Nos cours continuent comme avant, mais là aussi ce n’est plus pareil. Nous partons ensemble, main dans la main, complices. Et le soir, nous sommes pressés de rentrer chez nous, de nous retrouver. Pauline ne comprend pas, et me le fait savoir, s’étonnant que je ne m’attarde plus avec elle pour prendre un verre et commenter notre journée. Avant nous le faisions systématiquement et c’était devenue une sorte de tradition. J’essaie bêtement de lui expliquer que je suis en période d’inspiration, donc pressée d’écrire car les idées n’attendent pas et que je dois aussi terminer la nouvelle version de mon texte pour la remettre à Louis. Bien entendu elle ne me croit pas mais cela m’est égal.

–   9   –

Louis nous informe qu’il va revenir en fin de semaine pour me rapporter un exemplaire du contrat d’édition signé par sa mère et mon manuscrit sur lequel il a rajouté les dernières corrections à faire.

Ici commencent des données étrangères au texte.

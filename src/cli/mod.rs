//! CLI command handlers
//!
//! This module contains the implementation of CLI commands,
//! bridging the clap argument parsing with the service layer.

pub mod account;
pub mod audit;
pub mod category;
pub mod export;
pub mod filter;
pub mod import;
pub mod transaction;

pub use account::{handle_account_command, AccountCommands};
pub use audit::handle_audit_command;
pub use category::{handle_category_command, CategoryCommands};
pub use export::handle_export_command;
pub use filter::FilterArgs;
pub use import::handle_import_command;
pub use transaction::{handle_transaction_command, TransactionCommands};

use chrono::NaiveDate;

use crate::error::{CashbookError, CashbookResult};
use crate::models::Amount;

/// Parse a `YYYY-MM-DD` command-line date
pub(crate) fn parse_date(s: &str) -> CashbookResult<NaiveDate> {
    NaiveDate::parse_from_str(s.trim(), "%Y-%m-%d").map_err(|_| {
        CashbookError::Validation(format!("Invalid date '{}'. Use YYYY-MM-DD", s))
    })
}

/// Parse a command-line amount, rejecting anything that is not a number
pub(crate) fn parse_amount(s: &str) -> CashbookResult<Amount> {
    Amount::parse(s).ok_or_else(|| {
        CashbookError::Validation(format!("Invalid amount '{}'. Use a number like 12.50", s))
    })
}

A notre grande surprise, il arrive deux jours avant la date prévue, les bras chargés de nourriture et de bières, accompagné de Pauline qui m’entraîne tout de suite dans la cuisine pour me dire qu’il est installé chez elle depuis la veille. Et avec un grand sourire, elle ajoute qu’elle est heureuse, et que c’est grâce à moi. Avant que je n’aie le temps de réagir elle me prend dans ses bras et m’embrasse tendrement.

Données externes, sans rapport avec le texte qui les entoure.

//! Storage layer for Cashbook
//!
//! Provides JSON file storage with atomic writes, automatic directory
//! creation and audit logging of every mutation.

pub mod accounts;
pub mod categories;
pub mod file_io;
pub mod transactions;

pub use accounts::AccountRepository;
pub use categories::CategoryRepository;
pub use file_io::{read_json, write_json_atomic};
pub use transactions::TransactionRepository;

use std::sync::atomic::{AtomicU64, Ordering};
use std::sync::{RwLock, RwLockReadGuard, RwLockWriteGuard};

use serde::Serialize;

use crate::audit::{AuditEntry, AuditLogger, EntityType};
use crate::config::paths::CashbookPaths;
use crate::error::{CashbookError, CashbookResult};
use crate::models::{AccountId, CategoryId};

/// Next ID after the repository's high-water mark. Deleted IDs are never
/// handed out again. Call while holding the repository's write lock.
pub(crate) fn claim_id(last_id: &AtomicU64) -> u64 {
    last_id.fetch_add(1, Ordering::AcqRel) + 1
}

/// Raise the high-water mark to at least `seen`
pub(crate) fn observe_id(last_id: &AtomicU64, seen: u64) {
    last_id.fetch_max(seen, Ordering::AcqRel);
}

pub(crate) fn read_lock<T>(lock: &RwLock<T>) -> CashbookResult<RwLockReadGuard<'_, T>> {
    lock.read()
        .map_err(|e| CashbookError::Storage(format!("Failed to acquire read lock: {}", e)))
}

pub(crate) fn write_lock<T>(lock: &RwLock<T>) -> CashbookResult<RwLockWriteGuard<'_, T>> {
    lock.write()
        .map_err(|e| CashbookError::Storage(format!("Failed to acquire write lock: {}", e)))
}

/// Main storage coordinator that provides access to all repositories
pub struct Storage {
    paths: CashbookPaths,
    pub accounts: AccountRepository,
    pub categories: CategoryRepository,
    pub transactions: TransactionRepository,
    audit: AuditLogger,
    audit_enabled: bool,
}

impl Storage {
    /// Create a new Storage instance, creating the data directory if needed
    pub fn new(paths: CashbookPaths) -> CashbookResult<Self> {
        paths.ensure_directories()?;

        Ok(Self {
            accounts: AccountRepository::new(paths.accounts_file()),
            categories: CategoryRepository::new(paths.categories_file()),
            transactions: TransactionRepository::new(paths.transactions_file()),
            audit: AuditLogger::new(paths.audit_log()),
            audit_enabled: true,
            paths,
        })
    }

    /// Turn audit logging on or off
    pub fn with_audit(mut self, enabled: bool) -> Self {
        self.audit_enabled = enabled;
        self
    }

    pub fn paths(&self) -> &CashbookPaths {
        &self.paths
    }

    pub fn audit_logger(&self) -> &AuditLogger {
        &self.audit
    }

    /// Load all data from disk
    pub fn load_all(&self) -> CashbookResult<()> {
        self.accounts.load()?;
        self.categories.load()?;
        self.transactions.load()?;
        Ok(())
    }

    /// Save all data to disk
    pub fn save_all(&self) -> CashbookResult<()> {
        self.accounts.save()?;
        self.categories.save()?;
        self.transactions.save()?;
        Ok(())
    }

    /// Append an entry to the audit log, if enabled
    pub fn log_entry(&self, entry: AuditEntry) -> CashbookResult<()> {
        self.log_entries(std::slice::from_ref(&entry))
    }

    /// Append several entries with one write, if enabled
    pub fn log_entries(&self, entries: &[AuditEntry]) -> CashbookResult<()> {
        if !self.audit_enabled {
            return Ok(());
        }
        self.audit.log_batch(entries)
    }

    pub fn log_create<T: Serialize>(
        &self,
        entity_type: EntityType,
        entity_id: impl Into<String>,
        entity_name: Option<String>,
        entity: &T,
    ) -> CashbookResult<()> {
        self.log_entry(AuditEntry::create(entity_type, entity_id, entity_name, entity))
    }

    pub fn log_update<T: Serialize>(
        &self,
        entity_type: EntityType,
        entity_id: impl Into<String>,
        entity_name: Option<String>,
        before: &T,
        after: &T,
    ) -> CashbookResult<()> {
        self.log_entry(AuditEntry::update(
            entity_type,
            entity_id,
            entity_name,
            before,
            after,
        ))
    }

    pub fn log_delete<T: Serialize>(
        &self,
        entity_type: EntityType,
        entity_id: impl Into<String>,
        entity_name: Option<String>,
        entity: &T,
    ) -> CashbookResult<()> {
        self.log_entry(AuditEntry::delete(entity_type, entity_id, entity_name, entity))
    }

    /// Remove an account together with its categories and transactions.
    ///
    /// Transactions of other accounts that still reference one of the
    /// removed categories (after a move) become uncategorized. Returns
    /// `(categories_removed, transactions_removed)`. Nothing is written to
    /// disk; callers save afterwards.
    pub fn delete_account(&self, account_id: AccountId) -> CashbookResult<(usize, usize)> {
        if !self.accounts.delete(account_id)? {
            return Err(CashbookError::account_not_found(account_id.to_string()));
        }
        let categories = self.categories.delete_by_account(account_id)?;
        let transactions = self.transactions.delete_by_account(account_id)?;
        for category_id in &categories {
            self.transactions.clear_category(*category_id)?;
        }
        Ok((categories.len(), transactions))
    }

    /// Remove a category and detach it from its transactions.
    ///
    /// Returns the number of transactions that became uncategorized.
    pub fn delete_category(&self, category_id: CategoryId) -> CashbookResult<usize> {
        if !self.categories.delete(category_id)? {
            return Err(CashbookError::category_not_found(category_id.to_string()));
        }
        self.transactions.clear_category(category_id)
    }
}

John et moi sommes troublés, n’arrivant pas vraiment à comprendre ce qui se passe.

La soirée, quoique agréable, est bizarre. Pauline et Louis ont besoin de nous montrer leur bonheur, et je suis sûre que Pauline a raconté à Louis que nous n’avions aménagé ensemble John et moi qu’au retour de Toronto. Mais cela n’a plus d’importance.

Nous ne parlons pas beaucoup durant ce dîner improvisé, mais les silences sont plus éloquents que des paroles. Louis, pour justifier sa présence, explique qu’il va ouvrir une succursale de la maison d’édition à Rimouski, persuadé que la région regorge d’auteurs talentueux inconnus. Je ne sais pas s’il s’adresse à moi, mais je le prends pour moi et rougis ce qui le fait sourire.

Pauline rit pour un rien, sa façon à elle d’exprimer son bonheur. Elle ne peut aussi s’empêcher d’embrasser Louis dès que l’occasion s’en présente, baisers que Louis lui rend tout naturellement.

Dés la fin du repas, sans même chercher d’excuse, il repartent comme ils étaient venus, riant et serrés l’un contre l’autre.

Après leur départ, John, amusé, m’explique que Louis ne comprend pas pourquoi il est revenu :

« Une fille que je n’ai rencontrée qu’un soir. Suis-je devenu fou ou, comme toi, amoureux ? J’avoue que cela ne m’est jamais arrivé, du moins comme ça. Je me sens bien, heureux. Tout devient simple. »

Du jour au lendemain notre vie change. L’ami d’enfance de John, « son frère » comme il l’appelle maintenant, s’installe chez Pauline qui prend plaisir à me présenter comme « la sœur » que j’aurais pu être. Ils louent un appartement plus grand, non loin de chez nous, et Louis y aménage ses nouveaux bureaux.

Pauline est rayonnante. Elle n’arrête pas de rire, affichant son bonheur partout. Louis se rapproche de John, lui demandant conseil pour tout, renouant ainsi les liens qu’ils avaient perdus à l’adolescence.

Pour son travail, Louis continue à faire des allers retours à Toronto. Durant ses absences, Pauline, comme si cela était naturel, passe tout son temps libre chez nous et ne parle que de son amour.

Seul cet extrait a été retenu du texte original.